EXERCISE:
Send back exactly the lines from the opening line of the records below through the one with "pub(crate) struct Node<K, V>".

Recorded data
<<<<
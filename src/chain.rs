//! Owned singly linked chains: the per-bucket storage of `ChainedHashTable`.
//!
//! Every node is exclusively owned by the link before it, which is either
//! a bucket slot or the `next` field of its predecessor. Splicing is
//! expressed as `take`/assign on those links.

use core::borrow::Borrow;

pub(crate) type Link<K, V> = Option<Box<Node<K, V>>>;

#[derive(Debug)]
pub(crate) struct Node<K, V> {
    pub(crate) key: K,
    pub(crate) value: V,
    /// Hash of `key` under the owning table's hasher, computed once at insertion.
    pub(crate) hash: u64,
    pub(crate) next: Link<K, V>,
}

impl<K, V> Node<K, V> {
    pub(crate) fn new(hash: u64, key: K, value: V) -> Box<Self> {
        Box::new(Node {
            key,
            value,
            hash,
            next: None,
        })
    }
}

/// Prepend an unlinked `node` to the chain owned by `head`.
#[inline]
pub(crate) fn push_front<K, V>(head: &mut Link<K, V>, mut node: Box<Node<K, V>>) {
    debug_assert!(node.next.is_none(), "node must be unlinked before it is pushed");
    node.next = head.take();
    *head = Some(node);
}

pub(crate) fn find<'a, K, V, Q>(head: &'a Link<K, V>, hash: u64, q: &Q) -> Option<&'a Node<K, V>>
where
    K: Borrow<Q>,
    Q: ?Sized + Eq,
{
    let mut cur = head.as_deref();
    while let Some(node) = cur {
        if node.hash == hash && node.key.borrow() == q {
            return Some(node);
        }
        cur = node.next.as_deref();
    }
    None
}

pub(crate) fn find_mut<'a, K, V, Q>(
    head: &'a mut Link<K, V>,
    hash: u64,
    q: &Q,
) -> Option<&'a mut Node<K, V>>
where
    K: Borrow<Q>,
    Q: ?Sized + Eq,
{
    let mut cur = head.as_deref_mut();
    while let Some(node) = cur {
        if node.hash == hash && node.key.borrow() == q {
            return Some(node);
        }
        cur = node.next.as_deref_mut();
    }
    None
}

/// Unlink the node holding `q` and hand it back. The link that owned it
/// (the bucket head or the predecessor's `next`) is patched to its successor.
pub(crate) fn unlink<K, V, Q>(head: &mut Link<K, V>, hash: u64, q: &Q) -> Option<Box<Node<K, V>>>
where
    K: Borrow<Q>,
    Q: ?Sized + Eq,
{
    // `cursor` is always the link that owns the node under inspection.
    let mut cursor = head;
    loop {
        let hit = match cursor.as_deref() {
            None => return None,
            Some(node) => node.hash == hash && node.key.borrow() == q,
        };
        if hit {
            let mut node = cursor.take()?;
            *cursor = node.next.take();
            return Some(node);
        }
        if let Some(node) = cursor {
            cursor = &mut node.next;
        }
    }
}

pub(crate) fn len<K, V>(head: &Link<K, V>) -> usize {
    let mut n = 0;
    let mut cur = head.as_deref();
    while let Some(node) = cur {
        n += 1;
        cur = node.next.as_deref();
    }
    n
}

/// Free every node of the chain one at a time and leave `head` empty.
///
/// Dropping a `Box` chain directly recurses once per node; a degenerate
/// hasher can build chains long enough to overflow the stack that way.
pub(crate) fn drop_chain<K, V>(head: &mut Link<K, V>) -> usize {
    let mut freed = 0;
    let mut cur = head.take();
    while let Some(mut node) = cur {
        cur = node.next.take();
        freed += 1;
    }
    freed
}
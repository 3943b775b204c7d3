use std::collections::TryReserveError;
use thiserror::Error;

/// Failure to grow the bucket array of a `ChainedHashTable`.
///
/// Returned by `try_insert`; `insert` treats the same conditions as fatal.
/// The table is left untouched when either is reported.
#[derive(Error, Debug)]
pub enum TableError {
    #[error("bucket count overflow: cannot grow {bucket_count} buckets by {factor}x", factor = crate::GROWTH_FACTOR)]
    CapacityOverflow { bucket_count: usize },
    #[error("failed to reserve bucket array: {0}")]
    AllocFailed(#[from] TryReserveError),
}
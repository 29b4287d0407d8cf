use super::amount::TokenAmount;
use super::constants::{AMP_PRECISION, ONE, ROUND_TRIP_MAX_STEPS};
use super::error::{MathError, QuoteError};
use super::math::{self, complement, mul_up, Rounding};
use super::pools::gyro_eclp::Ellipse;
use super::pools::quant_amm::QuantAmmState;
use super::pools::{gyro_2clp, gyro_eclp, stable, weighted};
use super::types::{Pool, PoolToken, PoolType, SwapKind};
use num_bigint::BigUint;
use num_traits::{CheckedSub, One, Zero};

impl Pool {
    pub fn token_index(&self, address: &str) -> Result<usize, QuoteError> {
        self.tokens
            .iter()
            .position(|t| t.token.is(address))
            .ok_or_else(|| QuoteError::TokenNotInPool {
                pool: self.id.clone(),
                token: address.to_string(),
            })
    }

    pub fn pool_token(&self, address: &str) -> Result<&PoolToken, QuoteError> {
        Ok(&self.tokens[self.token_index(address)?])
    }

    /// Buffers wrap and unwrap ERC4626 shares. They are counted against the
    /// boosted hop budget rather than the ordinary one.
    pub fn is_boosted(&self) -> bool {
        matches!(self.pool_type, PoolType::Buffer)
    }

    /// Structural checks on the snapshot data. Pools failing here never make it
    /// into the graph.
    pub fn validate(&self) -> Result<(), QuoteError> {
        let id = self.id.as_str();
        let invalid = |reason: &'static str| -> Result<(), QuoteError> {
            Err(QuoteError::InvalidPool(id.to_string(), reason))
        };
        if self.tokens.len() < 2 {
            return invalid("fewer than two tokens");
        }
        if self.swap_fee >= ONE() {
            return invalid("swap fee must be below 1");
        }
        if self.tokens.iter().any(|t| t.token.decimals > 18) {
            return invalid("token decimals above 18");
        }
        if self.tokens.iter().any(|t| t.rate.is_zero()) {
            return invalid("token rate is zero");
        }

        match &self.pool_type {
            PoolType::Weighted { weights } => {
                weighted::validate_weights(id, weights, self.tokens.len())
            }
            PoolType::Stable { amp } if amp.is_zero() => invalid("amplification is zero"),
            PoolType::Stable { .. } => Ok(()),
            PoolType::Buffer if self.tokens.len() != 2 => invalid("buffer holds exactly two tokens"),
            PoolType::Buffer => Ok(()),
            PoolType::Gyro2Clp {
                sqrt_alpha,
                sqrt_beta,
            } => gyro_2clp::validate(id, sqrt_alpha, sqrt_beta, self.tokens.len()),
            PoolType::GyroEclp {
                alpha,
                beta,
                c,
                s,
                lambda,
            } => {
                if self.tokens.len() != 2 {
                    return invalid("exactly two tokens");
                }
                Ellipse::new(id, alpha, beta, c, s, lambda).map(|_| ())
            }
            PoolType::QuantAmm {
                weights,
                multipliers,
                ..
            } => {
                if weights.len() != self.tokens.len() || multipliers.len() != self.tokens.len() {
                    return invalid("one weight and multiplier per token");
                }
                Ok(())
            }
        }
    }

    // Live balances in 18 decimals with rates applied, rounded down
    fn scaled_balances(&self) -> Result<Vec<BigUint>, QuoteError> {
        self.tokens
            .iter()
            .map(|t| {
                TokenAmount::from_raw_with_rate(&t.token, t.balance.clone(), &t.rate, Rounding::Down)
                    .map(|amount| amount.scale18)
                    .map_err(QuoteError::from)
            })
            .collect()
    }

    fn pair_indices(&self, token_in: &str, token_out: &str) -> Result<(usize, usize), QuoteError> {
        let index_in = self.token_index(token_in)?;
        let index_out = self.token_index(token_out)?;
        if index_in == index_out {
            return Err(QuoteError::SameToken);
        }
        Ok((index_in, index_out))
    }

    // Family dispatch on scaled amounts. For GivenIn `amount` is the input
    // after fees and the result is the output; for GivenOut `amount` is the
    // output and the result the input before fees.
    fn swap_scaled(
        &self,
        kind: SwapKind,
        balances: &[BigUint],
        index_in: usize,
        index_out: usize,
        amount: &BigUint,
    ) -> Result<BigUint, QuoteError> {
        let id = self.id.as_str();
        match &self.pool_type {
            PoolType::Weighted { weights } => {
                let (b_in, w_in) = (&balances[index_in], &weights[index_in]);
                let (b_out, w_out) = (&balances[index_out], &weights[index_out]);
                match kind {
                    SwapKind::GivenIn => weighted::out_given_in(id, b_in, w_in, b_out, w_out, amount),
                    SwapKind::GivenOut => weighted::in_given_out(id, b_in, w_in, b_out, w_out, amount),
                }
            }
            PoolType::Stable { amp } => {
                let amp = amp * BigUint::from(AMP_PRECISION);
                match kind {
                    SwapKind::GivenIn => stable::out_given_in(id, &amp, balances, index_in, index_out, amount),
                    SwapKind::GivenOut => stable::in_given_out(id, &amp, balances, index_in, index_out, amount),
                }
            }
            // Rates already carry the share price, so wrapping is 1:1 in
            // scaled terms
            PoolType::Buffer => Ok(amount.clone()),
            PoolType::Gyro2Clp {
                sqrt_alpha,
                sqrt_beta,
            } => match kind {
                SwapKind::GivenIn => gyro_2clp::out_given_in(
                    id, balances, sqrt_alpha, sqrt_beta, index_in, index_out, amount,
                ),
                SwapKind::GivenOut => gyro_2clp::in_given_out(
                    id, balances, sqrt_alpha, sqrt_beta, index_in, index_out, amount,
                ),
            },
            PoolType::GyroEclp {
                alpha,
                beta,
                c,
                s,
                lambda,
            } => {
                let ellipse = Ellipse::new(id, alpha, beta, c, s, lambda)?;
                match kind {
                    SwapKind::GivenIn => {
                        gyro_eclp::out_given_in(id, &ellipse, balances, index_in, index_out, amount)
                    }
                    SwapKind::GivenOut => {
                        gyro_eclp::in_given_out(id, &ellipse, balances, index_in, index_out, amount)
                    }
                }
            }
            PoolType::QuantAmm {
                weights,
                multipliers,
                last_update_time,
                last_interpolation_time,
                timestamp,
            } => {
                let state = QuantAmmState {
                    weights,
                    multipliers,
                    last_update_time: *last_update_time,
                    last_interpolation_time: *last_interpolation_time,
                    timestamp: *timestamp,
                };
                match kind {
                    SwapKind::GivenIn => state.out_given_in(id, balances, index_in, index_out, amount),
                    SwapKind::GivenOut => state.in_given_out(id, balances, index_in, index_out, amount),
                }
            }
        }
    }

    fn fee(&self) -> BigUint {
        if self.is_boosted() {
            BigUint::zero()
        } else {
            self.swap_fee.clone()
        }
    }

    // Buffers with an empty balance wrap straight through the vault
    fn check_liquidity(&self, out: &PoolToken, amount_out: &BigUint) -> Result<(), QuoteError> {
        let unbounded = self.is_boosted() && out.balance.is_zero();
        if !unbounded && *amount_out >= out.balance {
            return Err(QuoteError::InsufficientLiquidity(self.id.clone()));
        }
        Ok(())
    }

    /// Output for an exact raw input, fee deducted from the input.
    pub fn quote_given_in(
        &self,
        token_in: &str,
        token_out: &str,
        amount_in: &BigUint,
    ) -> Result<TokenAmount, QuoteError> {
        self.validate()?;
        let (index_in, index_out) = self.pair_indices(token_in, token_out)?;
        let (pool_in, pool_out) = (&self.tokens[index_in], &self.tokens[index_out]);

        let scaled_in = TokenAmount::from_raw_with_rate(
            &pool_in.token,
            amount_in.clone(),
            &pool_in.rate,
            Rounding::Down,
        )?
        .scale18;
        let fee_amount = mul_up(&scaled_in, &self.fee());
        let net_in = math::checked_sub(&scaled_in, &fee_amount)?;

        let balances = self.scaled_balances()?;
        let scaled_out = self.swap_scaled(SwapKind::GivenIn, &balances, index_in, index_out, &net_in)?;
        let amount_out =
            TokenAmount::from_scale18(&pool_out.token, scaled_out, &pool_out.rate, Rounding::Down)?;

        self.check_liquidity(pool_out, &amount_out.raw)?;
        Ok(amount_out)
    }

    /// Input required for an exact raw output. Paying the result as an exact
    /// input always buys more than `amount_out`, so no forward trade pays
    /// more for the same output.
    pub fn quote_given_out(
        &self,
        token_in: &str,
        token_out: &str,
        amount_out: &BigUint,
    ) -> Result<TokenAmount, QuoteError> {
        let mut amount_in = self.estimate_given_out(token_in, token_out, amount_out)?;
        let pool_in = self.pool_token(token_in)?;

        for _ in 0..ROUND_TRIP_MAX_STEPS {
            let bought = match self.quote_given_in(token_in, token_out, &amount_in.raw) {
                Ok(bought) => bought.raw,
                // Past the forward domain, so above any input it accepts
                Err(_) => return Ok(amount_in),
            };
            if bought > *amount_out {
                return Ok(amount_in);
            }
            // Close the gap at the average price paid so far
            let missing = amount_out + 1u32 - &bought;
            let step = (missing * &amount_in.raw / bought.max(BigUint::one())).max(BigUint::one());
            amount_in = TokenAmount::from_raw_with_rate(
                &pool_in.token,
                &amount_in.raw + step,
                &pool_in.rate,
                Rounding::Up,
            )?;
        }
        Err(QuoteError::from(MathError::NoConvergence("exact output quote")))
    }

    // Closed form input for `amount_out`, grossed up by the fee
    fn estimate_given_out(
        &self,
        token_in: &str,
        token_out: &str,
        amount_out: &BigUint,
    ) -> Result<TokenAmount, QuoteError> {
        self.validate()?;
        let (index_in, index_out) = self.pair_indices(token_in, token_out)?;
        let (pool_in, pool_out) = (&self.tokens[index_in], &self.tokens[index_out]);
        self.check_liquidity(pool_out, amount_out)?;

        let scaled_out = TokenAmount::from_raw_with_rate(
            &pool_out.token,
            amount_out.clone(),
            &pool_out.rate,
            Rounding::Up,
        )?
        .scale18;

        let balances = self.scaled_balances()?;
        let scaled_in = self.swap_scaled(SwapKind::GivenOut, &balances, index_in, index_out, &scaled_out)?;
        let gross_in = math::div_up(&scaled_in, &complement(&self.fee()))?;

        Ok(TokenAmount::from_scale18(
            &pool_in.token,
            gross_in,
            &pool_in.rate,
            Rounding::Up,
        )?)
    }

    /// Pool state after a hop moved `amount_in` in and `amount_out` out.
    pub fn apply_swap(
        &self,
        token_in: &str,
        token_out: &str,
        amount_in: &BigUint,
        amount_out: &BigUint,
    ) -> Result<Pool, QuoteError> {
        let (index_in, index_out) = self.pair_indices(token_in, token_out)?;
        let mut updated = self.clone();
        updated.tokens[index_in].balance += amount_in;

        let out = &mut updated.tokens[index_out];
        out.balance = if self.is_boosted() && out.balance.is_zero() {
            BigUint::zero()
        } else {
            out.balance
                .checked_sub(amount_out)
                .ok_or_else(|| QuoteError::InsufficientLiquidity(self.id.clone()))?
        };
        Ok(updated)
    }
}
>>>>
TASK OUTPUT:
filename src/chain.rs
//! Owned singly linked chains: the per-bucket storage of `ChainedHashTable`.
//!
//! Every node is exclusively owned by the link before it, which is either
//! a bucket slot or the `next` field of its predecessor. Splicing is
//! expressed as `take`/assign on those links.

use core::borrow::Borrow;

pub(crate) type Link<K, V> = Option<Box<Node<K, V>>>;

#[derive(Debug)]
pub(crate) struct Node<K, V> {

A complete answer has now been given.